**Activity:** Below are entries; write every one of them out again exactly.

**Supplied data:**
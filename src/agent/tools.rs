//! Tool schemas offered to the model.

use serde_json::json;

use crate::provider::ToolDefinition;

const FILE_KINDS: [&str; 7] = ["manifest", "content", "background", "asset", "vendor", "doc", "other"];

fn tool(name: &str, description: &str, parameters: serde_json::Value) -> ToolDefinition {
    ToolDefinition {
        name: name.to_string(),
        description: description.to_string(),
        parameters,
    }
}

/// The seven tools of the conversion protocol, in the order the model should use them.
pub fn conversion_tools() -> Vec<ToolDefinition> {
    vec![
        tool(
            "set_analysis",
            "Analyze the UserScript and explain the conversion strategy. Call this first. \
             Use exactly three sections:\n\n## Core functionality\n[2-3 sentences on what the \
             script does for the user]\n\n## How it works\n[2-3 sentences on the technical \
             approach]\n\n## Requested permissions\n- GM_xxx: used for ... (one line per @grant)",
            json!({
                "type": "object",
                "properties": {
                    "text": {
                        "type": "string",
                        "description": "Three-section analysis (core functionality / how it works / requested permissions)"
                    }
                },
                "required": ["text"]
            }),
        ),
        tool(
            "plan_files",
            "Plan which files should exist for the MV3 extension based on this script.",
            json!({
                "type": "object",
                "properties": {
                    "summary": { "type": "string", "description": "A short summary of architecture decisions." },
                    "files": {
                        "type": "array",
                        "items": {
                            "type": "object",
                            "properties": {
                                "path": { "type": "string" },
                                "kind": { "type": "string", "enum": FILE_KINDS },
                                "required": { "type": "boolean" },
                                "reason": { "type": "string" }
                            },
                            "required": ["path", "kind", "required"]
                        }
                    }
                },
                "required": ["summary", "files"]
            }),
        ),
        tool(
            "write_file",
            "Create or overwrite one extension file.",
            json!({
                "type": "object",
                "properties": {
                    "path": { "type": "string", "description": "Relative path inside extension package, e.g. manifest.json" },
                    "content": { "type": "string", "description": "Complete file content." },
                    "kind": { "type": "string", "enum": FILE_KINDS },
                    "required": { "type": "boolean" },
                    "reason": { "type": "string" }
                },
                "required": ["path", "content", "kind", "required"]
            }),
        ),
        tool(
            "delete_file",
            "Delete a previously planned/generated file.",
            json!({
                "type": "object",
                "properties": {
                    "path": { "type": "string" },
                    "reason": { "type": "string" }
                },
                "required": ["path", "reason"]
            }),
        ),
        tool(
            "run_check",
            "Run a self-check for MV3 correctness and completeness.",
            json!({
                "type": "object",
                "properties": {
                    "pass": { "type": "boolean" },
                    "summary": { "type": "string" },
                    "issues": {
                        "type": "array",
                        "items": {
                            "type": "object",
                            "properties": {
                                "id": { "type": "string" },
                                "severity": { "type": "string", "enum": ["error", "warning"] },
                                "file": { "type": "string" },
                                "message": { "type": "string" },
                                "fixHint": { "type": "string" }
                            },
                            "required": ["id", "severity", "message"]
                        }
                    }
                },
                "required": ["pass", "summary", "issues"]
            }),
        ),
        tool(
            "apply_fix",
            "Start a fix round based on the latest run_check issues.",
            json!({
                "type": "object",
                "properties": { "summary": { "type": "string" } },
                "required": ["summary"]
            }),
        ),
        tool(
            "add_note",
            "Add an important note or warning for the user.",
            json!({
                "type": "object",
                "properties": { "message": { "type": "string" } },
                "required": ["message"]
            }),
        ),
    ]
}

**Answer to this problem:**
filename src/agent/tools.rs
//! Tool schemas offered to the model.

use serde_json::json;

use crate::provider::ToolDefinition;

const FILE_KINDS: [&str; 7] = ["manifest", "content", "background", "asset", "vendor", "doc", "other"];

fn tool(name: &str, description: &str, parameters: serde_json::Value) -> ToolDefinition {
    ToolDefinition {
        name: name.to_string(),
        description: description.to_string(),
        parameters,
    }
}

/// The seven tools of the conversion protocol, in the order the model should use them.
pub fn conversion_tools() -> Vec<ToolDefinition> {
    vec![
        tool(
            "set_analysis",
            "Analyze the UserScript and explain the conversion strategy. Call this first. \
             Use exactly three sections:\n\n## Core functionality\n[2-3 sentences on what the \
             script does for the user]\n\n## How it works\n[2-3 sentences on the technical \
             approach]\n\n## Requested permissions\n- GM_xxx: used for ... (one line per @grant)",
            json!({
                "type": "object",
                "properties": {
                    "text": {
                        "type": "string",
                        "description": "Three-section analysis (core functionality / how it works / requested permissions)"
                    }
                },
                "required": ["text"]
            }),
        ),
        tool(
            "plan_files",
            "Plan which files should exist for the MV3 extension based on this script.",
            json!({
                "type": "object",
                "properties": {
                    "summary": { "type": "string", "description": "A short summary of architecture decisions." },
                    "files": {
                        "type": "array",
                        "items": {
                            "type": "object",
                            "properties": {
                                "path": { "type": "string" },
                                "kind": { "type": "string", "enum": FILE_KINDS },
                                "required": { "type": "boolean" },
                                "reason": { "type": "string" }
                            },
                            "required": ["path", "kind", "required"]
                        }
                    }
                },
                "required": ["summary", "files"]
            }),
        ),
        tool(
            "write_file",
            "Create or overwrite one extension file.",
            json!({
                "type": "object",
                "properties": {
                    "path": { "type": "string", "description": "Relative path inside extension package, e.g. manifest.json" },
                    "content": { "type": "string", "description": "Complete file content." },
                    "kind": { "type": "string", "enum": FILE_KINDS },
                    "required": { "type": "boolean" },
                    "reason": { "type": "string" }
                },
                "required": ["path", "content", "kind", "required"]
            }),
        ),
        tool(
            "delete_file",
            "Delete a previously planned/generated file.",
            json!({
                "type": "object",
                "properties": {
                    "path": { "type": "string" },
                    "reason": { "type": "string" }
                },
                "required": ["path", "reason"]
            }),
        ),
        tool(
            "run_check",
            "Run a self-check for MV3 correctness and completeness.",
            json!({
                "type": "object",
                "properties": {
                    "pass": { "type": "boolean" },
                    "summary": { "type": "string" },
                    "issues": {
                        "type": "array",
                        "items": {
                            "type": "object",
                            "properties": {
                                "id": { "type": "string" },
                                "severity": { "type": "string", "enum": ["error", "warning"] },
                                "file": { "type": "string" },
                                "message": { "type": "string" },
                                "fixHint": { "type": "string" }
                            },
                            "required": ["id", "severity", "message"]
                        }
                    }
                },
                "required": ["pass", "summary", "issues"]
            }),
        ),
        tool(
            "apply_fix",
            "Start a fix round based on the latest run_check issues.",
            json!({
                "type": "object",
                "properties": { "summary": { "type": "string" } },
                "required": ["summary"]
            }),
        ),
        tool(
            "add_note",
            "Add an important note or warning for the user.",
            json!({
                "type": "object",
                "properties": { "message": { "type": "string" } },
                "required": ["message"]
            }),
        ),
    ]
}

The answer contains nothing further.